Your instructions:
Scan the material and copy every line in which "ContractView" appears.

Information given:
use crate::catalog::{PropertyCatalog, PropertySnapshot};
use crate::config::EngineConfig;
use crate::contract::{
    BuyerDetails, Contract, ContractApplication, ContractBook, RefundRecord, SettlementRecord,
    SettlementSource, TermsRequest,
};
use crate::documents::{DocumentJob, DocumentQueue, DocumentRunSummary, PdfGenerator};
use crate::errors::{PresaleError, Result};
use crate::events::{Event, EventLog};
use crate::interest::{AccrualRun, InterestAccrualEngine};
use crate::types::{ContractId, ContractStatus, UserId, WalletId};
use crate::views::{ContractView, WalletView};
use crate::wallet::{PurchaseDebit, WalletLedger};

/// front door for contract, wallet and interest operations
pub struct SettlementCoordinator {
    config: EngineConfig,
    catalog: Arc<dyn PropertyCatalog>,
    contracts: ContractBook,
    ledger: WalletLedger,
    interest: InterestAccrualEngine,
    documents: DocumentQueue,
    pdf: Arc<dyn PdfGenerator>,
    events: Arc<EventLog>,
}
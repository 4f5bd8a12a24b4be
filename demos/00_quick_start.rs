/// quick start - fund a wallet, sign a contract, pay the down payment
use std::sync::Arc;

use presale_engine_rs::{
    BuyerDetails, ContractApplication, ContractView, DepositMethod, EngineConfig,
    GeneratedDocument, InMemoryCatalog, Money, PdfGenerator, PropertyListing, Rate,
    SafeTimeProvider, SettlementCoordinator, TermsRequest, TimeSource, Uuid,
};
use rust_decimal_macros::dec;

struct LocalPdf;

impl PdfGenerator for LocalPdf {
    fn generate(&self, contract: &ContractView) -> presale_engine_rs::Result<GeneratedDocument> {
        Ok(GeneratedDocument {
            url: format!("file:///tmp/{}.pdf", contract.contract_number),
        })
    }
}

fn main() -> Result<(), Box<dyn std::error::Error>> {
    tracing_subscriber::fmt().with_target(false).init();

    let catalog = InMemoryCatalog::new().with_property(PropertyListing {
        id: 1,
        title: "Harbour View 3C".to_string(),
        location: "Lisbon".to_string(),
        area_sqm: dec!(90),
        price: Money::from_major(100_000),
        min_down_payment_percent: 20,
        installment_interest_rate: Rate::ZERO,
        developer_id: None,
    });
    let engine =
        SettlementCoordinator::new(EngineConfig::standard(), Arc::new(catalog), Arc::new(LocalPdf))?;
    let time = SafeTimeProvider::new(TimeSource::System);

    // buyer funds the wallet, an admin confirms the transfer
    let buyer = Uuid::new_v4();
    let wallet_id = engine.wallet_for_user(buyer, &time);
    let request = engine
        .ledger()
        .deposit(wallet_id, Money::from_major(35_000), DepositMethod::BankTransfer, &time)?;
    engine.ledger().approve_deposit(request.id, "ops@presale", &time)?;

    // draft -> pending_signature -> signed -> active
    let contract = engine.create_contract(
        &ContractApplication {
            buyer_id: buyer,
            property_id: 1,
            developer_id: None,
            buyer: BuyerDetails::new("Joana Reis", "joana@example.com").with_phone("+351 910 000 000"),
            terms: TermsRequest::installment(30, 24),
            quote: None,
        },
        &time,
    )?;
    engine.request_signature(contract.id, &time)?;
    engine.sign_contract(contract.id, "data:image/png;base64,iVBORw0KGgo=", &time)?;
    engine.pay_down_payment(contract.id, &time)?;
    engine.process_documents(&time);

    println!("{}", engine.contract_view(contract.id, &time)?.to_json()?);
    println!("{}", engine.wallet_view(wallet_id, 10)?.to_json()?);

    Ok(())
}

Exercise response:
use crate::views::{ContractView, WalletView};
    BuyerDetails, ContractApplication, ContractView, DepositMethod, EngineConfig,
    fn generate(&self, contract: &ContractView) -> presale_engine_rs::Result<GeneratedDocument> {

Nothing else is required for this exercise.